Patients who have high blood pressure should monitor it regularly,2,8 and pharmacy technicians are well-placed to reassure them. For instance, when patients pick up medication for high blood pressure, pharmacy technicians can encourage home health monitoring by asking, “Are you taking your blood pressure regularly?”

Hypotension

Occasionally, patients will present with the opposite problem—low blood pressure or hypotension. Approximately one-third of elderly Americans are hypotensive.3 People diagnosed with Parkinson’s disease, stroke, transient ischemic attacks, myocardial infarction, electrocardiogram (EKG) abnormalities, and Alzheimer’s disease are at increased risk.3 Hypotension can be caused by numerous medications. A common type of drug-induced low blood pressure is orthostatic hypotension (OH), a low blood pressure that makes patients dizzy when rising from a lying or sitting position to a standing one.3 Patients develop OH if blood that should be routed to the heart pools in their extremities instead. Drugs that often cause OH include diuretics, antihypertensives, monoamine oxidase inhibitors, tricyclic antidepressants, levodopa, dopamine, selegiline, barbiturates, and alcohol.Hypotension can cause dizziness, weakness, fainting and a risk of injury from falls.

Blood Pressure Monitors

Home blood pressure monitors (also referred to as sphygmomanometers, blood pressure meters, or blood pressure gauges) allow patients to track their blood pressure without visiting a health care professional. Taking blood pressure readings at home allows patients to monitor blood pressure in a familiar setting, determine if medication is working, and catch changes in blood pressure early.9

Taking blood pressure in a familiar setting is important. Some patients have elevated blood pressure readings when they visit the doctor for myriad reasons. This is commonly referred to as white coat hypertension (WCH). WCH used to be considered harmless, but recent studies show that many patients often have unidentified elevated blood pressure at times other than medical office visits, making them susceptible to cardiovascular disease as they age.10 Consequently, monitoring in the home may help patients identify extreme blood pressure early, thereby reducing health problems that might occur later in life.

Home health monitoring can prompt patients to contact a health care provider for an overall assessment or a medication adjustment if blood pressure rises and stays high.2 (Or it may prompt patients to visit an emergency room if the results are very high.) On the other hand, it can also alert to falling blood pressure. Patients who are actively losing weight or in the process of quitting smoking may identify falling blood pressure early; they may require less medication.2,5

Pharmacy technicians should ensure that patients know the precise way to apply their monitor; this includes how to open the kit, where to place the cuff, and how to sit during the test.11-13 Many blood pressure cuffs have a velcro fastener and they should be snug—but not tight—when closed around the arm. Patients need cuffs that fit their arms appropriately to ensure an accurate measurement, as an overly-tight cuff may give a false high reading and a loose cuff may not register a reading at all.12 Patients should not use monitors that are designed to measure blood pressure at one body part (eg, the wrist) on another body part (eg, the ankle).13

Monitors may give inaccurate readings if the batteries are too low.12,13 When reviewing a device, pharmacy technicians should remind patients to replace their monitor’s batteries when necessary. Most devices have a warning signal that indicates when batteries are low. It is good practice for the pharmacist or pharmacy technician to demonstrate how to replace batteries.
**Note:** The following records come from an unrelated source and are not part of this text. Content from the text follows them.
use chrono::{
    DateTime, Datelike, FixedOffset, Local, NaiveDate, NaiveDateTime, NaiveTime, TimeZone,
};
use serde::{Deserialize, Deserializer};
use serde_json::Value;
use std::collections::BTreeMap;

/// Listing lifecycle status as reported by the CRM.
#[derive(Debug, Clone, PartialEq, Eq)]
pub enum ListingStatus {
    Published,
    Live,
    Draft,
    /// Any status outside the three tracked buckets. A missing status is `Other("")`.
    Other(String),
}

impl Default for ListingStatus {
    fn default() -> Self {
        ListingStatus::Other(String::new())
    }
}

impl ListingStatus {
    pub fn parse(raw: &str) -> Self {
        match raw {
            "PUBLISHED" => ListingStatus::Published,
            "LIVE" => ListingStatus::Live,
            "DRAFT" => ListingStatus::Draft,
            other => ListingStatus::Other(other.to_string()),
        }
    }
}

/// Distribution outlet a published listing can be pushed to.
#[derive(Debug, Clone, Copy, PartialEq, Eq, Hash, PartialOrd, Ord)]
pub enum Channel {
    PropertyFinder,
    Bayut,
    Dubizzle,
    Website,
}

impl Channel {
    pub const ALL: [Channel; 4] = [
        Channel::PropertyFinder,
        Channel::Bayut,
        Channel::Dubizzle,
        Channel::Website,
    ];

    /// CRM field carrying the enablement flag for this channel.
    pub fn crm_field(&self) -> &'static str {
        match self {
            Channel::PropertyFinder => "ufCrm37PfEnable",
            Channel::Bayut => "ufCrm37BayutEnable",
            Channel::Dubizzle => "ufCrm37DubizzleEnable",
            Channel::Website => "ufCrm37WebsiteEnable",
        }
    }
}

/// Value the CRM uses for an enabled channel flag.
pub const FLAG_ENABLED: &str = "Y";

/// One listing item fetched from the CRM.
///
/// Deserialization never fails on malformed field values: bad flags read as
/// disabled, bad prices as `None`, unparseable timestamps as `None`.
#[derive(Debug, Clone, PartialEq, Default, Deserialize)]
pub struct ListingRecord {
    #[serde(rename = "ufCrm37Status", default, deserialize_with = "de_status")]
    pub status: ListingStatus,
    #[serde(rename = "ufCrm37PfEnable", default, deserialize_with = "de_flag")]
    pub pf_enabled: bool,
    #[serde(rename = "ufCrm37BayutEnable", default, deserialize_with = "de_flag")]
    pub bayut_enabled: bool,
    #[serde(rename = "ufCrm37DubizzleEnable", default, deserialize_with = "de_flag")]
    pub dubizzle_enabled: bool,
    #[serde(rename = "ufCrm37WebsiteEnable", default, deserialize_with = "de_flag")]
    pub website_enabled: bool,
    #[serde(rename = "ufCrm37Price", default, deserialize_with = "de_price")]
    pub price: Option<f64>,
    #[serde(rename = "createdTime", default, deserialize_with = "de_timestamp")]
    pub created_at: Option<DateTime<FixedOffset>>,
}

impl ListingRecord {
    pub fn channel_enabled(&self, channel: Channel) -> bool {
        match channel {
            Channel::PropertyFinder => self.pf_enabled,
            Channel::Bayut => self.bayut_enabled,
            Channel::Dubizzle => self.dubizzle_enabled,
            Channel::Website => self.website_enabled,
        }
    }
}

fn de_status<'de, D: Deserializer<'de>>(d: D) -> Result<ListingStatus, D::Error> {
    Ok(match Value::deserialize(d)? {
        Value::String(s) => ListingStatus::parse(&s),
        _ => ListingStatus::default(),
    })
}

fn de_flag<'de, D: Deserializer<'de>>(d: D) -> Result<bool, D::Error> {
    Ok(match Value::deserialize(d)? {
        Value::String(s) => s == FLAG_ENABLED,
        Value::Bool(b) => b,
        _ => false,
    })
}

fn de_price<'de, D: Deserializer<'de>>(d: D) -> Result<Option<f64>, D::Error> {
    let price = match Value::deserialize(d)? {
        Value::Number(n) => n.as_f64(),
        Value::String(s) => s.trim().parse::<f64>().ok(),
        _ => None,
    };
    Ok(price.filter(|p| p.is_finite()))
}

fn de_timestamp<'de, D: Deserializer<'de>>(
    d: D,
) -> Result<Option<DateTime<FixedOffset>>, D::Error> {
    Ok(match Value::deserialize(d)? {
        Value::String(s) => parse_crm_timestamp(&s),
        _ => None,
    })
}

/// Parse a CRM timestamp. Offset-less values are read as server-local time.
pub fn parse_crm_timestamp(raw: &str) -> Option<DateTime<FixedOffset>> {
    let raw = raw.trim();
    if let Ok(ts) = DateTime::parse_from_rfc3339(raw) {
        return Some(ts);
    }
    let naive = NaiveDateTime::parse_from_str(raw, "%Y-%m-%d %H:%M:%S")
        .or_else(|_| NaiveDateTime::parse_from_str(raw, "%Y-%m-%dT%H:%M:%S"))
        .ok()?;
    Local
        .from_local_datetime(&naive)
        .earliest()
        .map(|dt| dt.fixed_offset())
}

/// A calendar month scoping which records an aggregation considers.
#[derive(Debug, Clone, Copy, PartialEq, Eq, Hash, PartialOrd, Ord)]
pub struct MonthWindow {
    year: i32,
    month: u32,
}

impl MonthWindow {
    /// Returns `None` for a month outside 1..=12 or a year outside 1..=9999.
    pub fn new(year: i32, month: u32) -> Option<Self> {
        if !(1..=12).contains(&month) || !(1..=9999).contains(&year) {
            return None;
        }
        Some(Self { year, month })
    }

    /// The month containing `date`.
    pub fn containing(date: NaiveDate) -> Self {
        Self {
            year: date.year(),
            month: date.month(),
        }
    }

    /// The current month in server-local time.
    pub fn current() -> Self {
        Self::containing(Local::now().date_naive())
    }

    pub fn year(&self) -> i32 {
        self.year
    }

    pub fn month(&self) -> u32 {
        self.month
    }

    pub fn first_day(&self) -> NaiveDate {
        NaiveDate::from_ymd_opt(self.year, self.month, 1).unwrap_or(NaiveDate::MIN)
    }

    pub fn next(&self) -> Self {
        if self.month == 12 {
            Self {
                year: self.year + 1,
                month: 1,
            }
        } else {
            Self {
                year: self.year,
                month: self.month + 1,
            }
        }
    }

    /// Whether `ts` falls in this month on the server-local calendar.
    ///
    /// Agrees with [`MonthWindow::local_bounds`] whatever offset `ts` carries.
    pub fn contains<Tz: TimeZone>(&self, ts: &DateTime<Tz>) -> bool {
        let local = ts.with_timezone(&Local);
        local.year() == self.year && local.month() == self.month
    }

    /// Human label such as `"March 2024"`.
    pub fn label(&self) -> String {
        format!("{} {}", self.first_day().format("%B"), self.year)
    }

    /// Half-open `[start, end)` bounds of the month at server-local midnight.
    pub fn local_bounds(&self) -> (DateTime<FixedOffset>, DateTime<FixedOffset>) {
        (
            local_midnight(self.first_day()),
            local_midnight(self.next().first_day()),
        )
    }
}

impl std::fmt::Display for MonthWindow {
    fn fmt(&self, f: &mut std::fmt::Formatter<'_>) -> std::fmt::Result {
        write!(f, "{:04}-{:02}", self.year, self.month)
    }
}

fn local_midnight(date: NaiveDate) -> DateTime<FixedOffset> {
    let naive = date.and_time(NaiveTime::MIN);
    match Local.from_local_datetime(&naive).earliest() {
        Some(dt) => dt.fixed_offset(),
        None => naive.and_utc().fixed_offset(),
    }
}

/// CRM user record. Only `email` scopes listing queries; the rest is passed through.
#[derive(Debug, Clone, Default, PartialEq, Deserialize)]
pub struct UserProfile {
    #[serde(rename = "ID", default, deserialize_with = "de_text")]
    pub id: String,
    #[serde(rename = "NAME", default, deserialize_with = "de_text")]
    pub name: String,
    #[serde(rename = "LAST_NAME", default, deserialize_with = "de_text")]
    pub last_name: String,
    #[serde(rename = "EMAIL", default, deserialize_with = "de_text")]
    pub email: String,
    #[serde(rename = "WORK_POSITION", default, deserialize_with = "de_text")]
    pub work_position: String,
    #[serde(rename = "PERSONAL_PHOTO", default, deserialize_with = "de_text")]
    pub personal_photo: String,
    #[serde(rename = "UF_FACEBOOK", default, deserialize_with = "de_text")]
    pub facebook: String,
    #[serde(rename = "UF_LINKEDIN", default, deserialize_with = "de_text")]
    pub linkedin: String,
    #[serde(rename = "UF_TWITTER", default, deserialize_with = "de_text")]
    pub twitter: String,
    #[serde(rename = "UF_SKYPE", default, deserialize_with = "de_text")]
    pub skype: String,
    #[serde(rename = "UF_WEB_SITES", default, deserialize_with = "de_text")]
    pub web_sites: String,
}

impl UserProfile {
    pub fn display_name(&self) -> String {
        format!("{} {}", self.name, self.last_name).trim().to_string()
    }

    /// Non-empty social handles keyed by network.
    pub fn social(&self) -> BTreeMap<String, String> {
        [
            ("facebook", &self.facebook),
            ("linkedin", &self.linkedin),
            ("twitter", &self.twitter),
            ("skype", &self.skype),
            ("website", &self.web_sites),
        ]
        .into_iter()
        .filter(|(_, v)| !v.trim().is_empty())
        .map(|(k, v)| (k.to_string(), v.trim().to_string()))
        .collect()
    }
}

fn de_text<'de, D: Deserializer<'de>>(d: D) -> Result<String, D::Error> {
    Ok(match Value::deserialize(d)? {
        Value::String(s) => s,
        Value::Number(n) => n.to_string(),
        Value::Bool(b) => b.to_string(),
        _ => String::new(),
    })
}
Understanding a monitor’s directions for use is critical.13 Depending on the monitor, patients may need to rest their arm on a table or ensure the monitor is level with the heart. If a patient places the monitor lower than specified, the blood pressure reading tends to be higher. For all monitors, patients should place their feet flat on the floor and remain still during measurement.12 Tobacco, caffeine, and exercise increase blood pressure for about 30 minutes, so it is a good idea to remind patients to avoid these measures before taking readings.12,13 When patients visit the pharmacy and mention blood pressure readings that are higher than normal, pharmacists and pharmacy technicians can ask the patient to bring in their home monitor to ensure improper technique is not the cause.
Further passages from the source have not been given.